Figure 5. Muc2 limits initial colonization of the mucosal epithelia, but ultimately controls levels of luminal pathogen burdens.

A. Fold differences of intimately adherent C. rodentium numbers present in the ceca of WT vs Muc2^−/− mice 10 hours post-injection of 1.5×10⁸ CFU into cecal lumen in a cecal loop surgery experiment (see Material & Methods). Results are of data from a total of 5 mice per group pooled from 2 individual experiments. Error bars  =  SEM (*P = 0.0109, Mann-Whitney test).
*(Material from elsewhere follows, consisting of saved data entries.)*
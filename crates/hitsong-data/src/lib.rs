//! # hitsong-data
//!
//! Loads raw or processed song datasets into a [`Frame`] and runs the
//! cleaning pass: duplicate removal, median imputation and target-column
//! resolution.
//!
//! The loader prefers pre-processed `train_dataset.csv`/`test_dataset.csv`
//! under the processed directory and otherwise falls back to per-decade
//! `dataset-of-<decade>.csv` files under the raw directory.

use std::fs::File;
use std::io::BufReader;
use std::path::{Path, PathBuf};

use hitsong_core::{Column, CoreError, Frame};
use rand::prelude::*;
use thiserror::Error;
use tracing::{info, warn};

/// Result type for data loading operations.
pub type Result<T> = std::result::Result<T, DataError>;

/// Errors that can occur while loading and cleaning data.
#[derive(Error, Debug)]
pub enum DataError {
    /// No usable data files in either location.
    #[error("No data files found in {path}")]
    NoDataFiles { path: String },

    /// Filesystem failure.
    #[error("I/O error: {0}")]
    Io(#[from] std::io::Error),

    /// CSV parsing failure.
    #[error("Failed to parse CSV {path}: {message}")]
    Csv { path: String, message: String },

    /// No target column and no known alias, with synthesis disabled.
    #[error("No target column found (aliases tried: hit, popular, chart)")]
    MissingTarget,

    /// Table-level failure.
    #[error(transparent)]
    Core(#[from] CoreError),
}

/// Aliases accepted for the label column, tried in order.
const TARGET_ALIASES: [&str; 3] = ["hit", "popular", "chart"];

/// Positive rate used when synthesizing a placeholder label.
const SYNTHETIC_POSITIVE_RATE: f64 = 0.3;

/// The frames produced by a load: the combined table plus the original
/// train/test tables when pre-processed files were found.
#[derive(Debug, Clone)]
pub struct LoadedData {
    pub combined: Frame,
    pub train: Option<Frame>,
    pub test: Option<Frame>,
}

/// Loads song datasets from disk.
#[derive(Debug, Clone)]
pub struct DataLoader {
    raw_dir: PathBuf,
    processed_dir: PathBuf,
    synthesize_target: bool,
    seed: u64,
}

impl DataLoader {
    /// Create a loader over the given raw and processed data directories.
    pub fn new(raw_dir: impl Into<PathBuf>, processed_dir: impl Into<PathBuf>) -> Self {
        Self {
            raw_dir: raw_dir.into(),
            processed_dir: processed_dir.into(),
            synthesize_target: false,
            seed: 42,
        }
    }

    /// Opt in to synthesizing a placeholder label when none is found.
    ///
    /// The synthesized column is random (~30% positive) and only useful for
    /// exercising the pipeline; real training data must carry a real label.
    pub fn synthesize_target(mut self, enabled: bool) -> Self {
        self.synthesize_target = enabled;
        self
    }

    /// Seed for the placeholder-label generator.
    pub fn with_seed(mut self, seed: u64) -> Self {
        self.seed = seed;
        self
    }

    /// Load data, preferring pre-processed train/test files.
    pub fn load(&self) -> Result<LoadedData> {
        let train_file = self.processed_dir.join("train_dataset.csv");
        let test_file = self.processed_dir.join("test_dataset.csv");

        if train_file.exists() && test_file.exists() {
            info!("Loading pre-processed train and test datasets");
            let mut train = read_csv(&train_file)?;
            let mut test = read_csv(&test_file)?;
            let mut combined = Frame::concat(&[train.clone(), test.clone()])?;

            // Pre-processed exports may have dropped the decade column.
            for frame in [&mut combined, &mut train, &mut test] {
                backfill_decade(frame, "00s")?;
            }

            info!(
                train_rows = train.n_rows(),
                test_rows = test.n_rows(),
                columns = combined.n_cols(),
                "Loaded processed datasets"
            );
            log_target_distribution(&combined);
            return Ok(LoadedData {
                combined,
                train: Some(train),
                test: Some(test),
            });
        }

        warn!("Processed datasets not found, checking for raw decade files");
        self.load_from_raw_files()
    }

    /// Load and combine raw per-decade files, then run the cleaning pass.
    pub fn load_from_raw_files(&self) -> Result<LoadedData> {
        let mut decade_files = Vec::new();
        let mut other_csvs = Vec::new();

        let entries = std::fs::read_dir(&self.raw_dir).map_err(|_| DataError::NoDataFiles {
            path: self.raw_dir.display().to_string(),
        })?;
        for entry in entries {
            let path = entry?.path();
            let name = match path.file_name().and_then(|n| n.to_str()) {
                Some(n) => n.to_string(),
                None => continue,
            };
            if !name.ends_with(".csv") {
                continue;
            }
            if name.starts_with("dataset-of-") {
                decade_files.push(path);
            } else {
                other_csvs.push(path);
            }
        }
        decade_files.sort();
        other_csvs.sort();

        let combined = if decade_files.is_empty() {
            let first = other_csvs.first().ok_or_else(|| DataError::NoDataFiles {
                path: self.raw_dir.display().to_string(),
            })?;
            warn!(
                count = other_csvs.len(),
                "No decade files found, falling back to first other CSV"
            );
            let mut frame = read_csv(first)?;
            backfill_decade(&mut frame, "unknown")?;
            frame
        } else {
            let mut frames = Vec::with_capacity(decade_files.len());
            for path in &decade_files {
                info!(file = %path.display(), "Loading decade file");
                let mut frame = read_csv(path)?;
                let decade = decade_from_filename(path);
                frame.insert(
                    "decade",
                    Column::Categorical(vec![decade; frame.n_rows()]),
                )?;
                frames.push(frame);
            }
            let combined = Frame::concat(&frames)?;
            info!(
                rows = combined.n_rows(),
                decades = decade_files.len(),
                "Combined songs from decade files"
            );
            combined
        };

        let processed = self.preprocess(combined)?;
        Ok(LoadedData {
            combined: processed,
            train: None,
            test: None,
        })
    }

    /// Cleaning pass: drop exact duplicates, impute numeric nulls with the
    /// column median, and resolve the target column.
    pub fn preprocess(&self, frame: Frame) -> Result<Frame> {
        let initial = frame.n_rows();
        let mut frame = frame.drop_duplicates();
        if frame.n_rows() != initial {
            info!(removed = initial - frame.n_rows(), "Removed duplicate rows");
        }

        frame.impute_numeric_median();

        if !frame.has_column("target") {
            for alias in TARGET_ALIASES {
                if frame.has_column(alias) {
                    frame.rename_column(alias, "target")?;
                    info!(alias, "Renamed alias column to target");
                    break;
                }
            }
        }

        if !frame.has_column("target") {
            if !self.synthesize_target {
                return Err(DataError::MissingTarget);
            }
            warn!("No target column found, synthesizing placeholder labels");
            let mut rng = StdRng::seed_from_u64(self.seed);
            let values: Vec<f64> = (0..frame.n_rows())
                .map(|_| {
                    if rng.gen::<f64>() < SYNTHETIC_POSITIVE_RATE {
                        1.0
                    } else {
                        0.0
                    }
                })
                .collect();
            frame.insert("target", Column::Numeric(values))?;
        }

        log_target_distribution(&frame);
        Ok(frame)
    }
}

/// Read a CSV file into a frame. A column is numeric when every non-empty
/// field parses as `f64`; empty fields become `NaN` (numeric) or stay empty
/// strings (categorical).
pub fn read_csv(path: &Path) -> Result<Frame> {
    let file = File::open(path)?;
    let mut reader = csv::Reader::from_reader(BufReader::new(file));

    let headers: Vec<String> = reader
        .headers()
        .map_err(|e| csv_error(path, e))?
        .iter()
        .map(String::from)
        .collect();

    let mut cells: Vec<Vec<String>> = vec![Vec::new(); headers.len()];
    for record in reader.records() {
        let record = record.map_err(|e| csv_error(path, e))?;
        for (i, column) in cells.iter_mut().enumerate() {
            column.push(record.get(i).unwrap_or("").trim().to_string());
        }
    }

    let mut columns = Vec::with_capacity(headers.len());
    for (header, values) in headers.into_iter().zip(cells.into_iter()) {
        let numeric = values
            .iter()
            .filter(|v| !v.is_empty())
            .all(|v| v.parse::<f64>().is_ok());
        let has_data = values.iter().any(|v| !v.is_empty());
        let column = if numeric && has_data {
            Column::Numeric(
                values
                    .iter()
                    .map(|v| v.parse::<f64>().unwrap_or(f64::NAN))
                    .collect(),
            )
        } else {
            Column::Categorical(values)
        };
        columns.push((header, column));
    }

    let frame = Frame::from_columns(columns)?;
    info!(
        file = %path.display(),
        rows = frame.n_rows(),
        columns = frame.n_cols(),
        "Read CSV"
    );
    Ok(frame)
}

/// Count the binary target classes: `(non_hits, hits)`.
pub fn target_distribution(frame: &Frame) -> Option<(usize, usize)> {
    let target = frame.numeric("target").ok()?;
    let hits = target.iter().filter(|v| **v > 0.5).count();
    Some((target.len() - hits, hits))
}

fn backfill_decade(frame: &mut Frame, placeholder: &str) -> Result<()> {
    if !frame.has_column("decade") {
        frame.insert(
            "decade",
            Column::Categorical(vec![placeholder.to_string(); frame.n_rows()]),
        )?;
    }
    Ok(())
}

fn decade_from_filename(path: &Path) -> String {
    // "dataset-of-60s.csv" -> "60s"
    path.file_stem()
        .and_then(|s| s.to_str())
        .and_then(|s| s.rsplit('-').next())
        .unwrap_or("unknown")
        .to_string()
}

fn log_target_distribution(frame: &Frame) {
    if let Some((non_hits, hits)) = target_distribution(frame) {
        info!(non_hits, hits, "Target distribution");
    }
}

fn csv_error(path: &Path, error: csv::Error) -> DataError {
    DataError::Csv {
        path: path.display().to_string(),
        message: error.to_string(),
    }
}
B. Representative immunostaining for the C. rodentium-specific effector Tir in ceca acquired from cecal loop surgery, 10 hrs post-injection. C. rodentium is found on the surface of Muc2^−/− cecal mucosa in a continuous fashion compared to WT mice, where Tir staining is patchy amid long stretches of uncolonized surface epithelium (white arrows). Original magnification, 100×. Scale bar  = 100 µm. C. Quantification of luminal C. rodentium vs. intimately adherent C. rodentium attached to the cecal and colonic mucosa in WT vs. Muc2^−/− mice at 4 and 7 DPI. Results represent the mean value pooled from 2 independent infections containing 3–4 mice per group. Error bars  =  SEM (*P = 0.0140; **P = 0.005, Mann-Whitney test). D. Visualization of C. rodentium infection by staining for LPS (green) and Tir (red; red arrowhead), with nuclei specific DAPI (blue).as a counterstain. Tir staining is localized to the surface epithelium in both WT and Muc2^−/− mice indicating direct infection, but the majority of LPS-positive cells in Muc2^−/− mice are not infecting (Tir-negative), yet are accumulating on the surface of the mucosa. Original magnification, 200×. Scale bar  = 50 µm.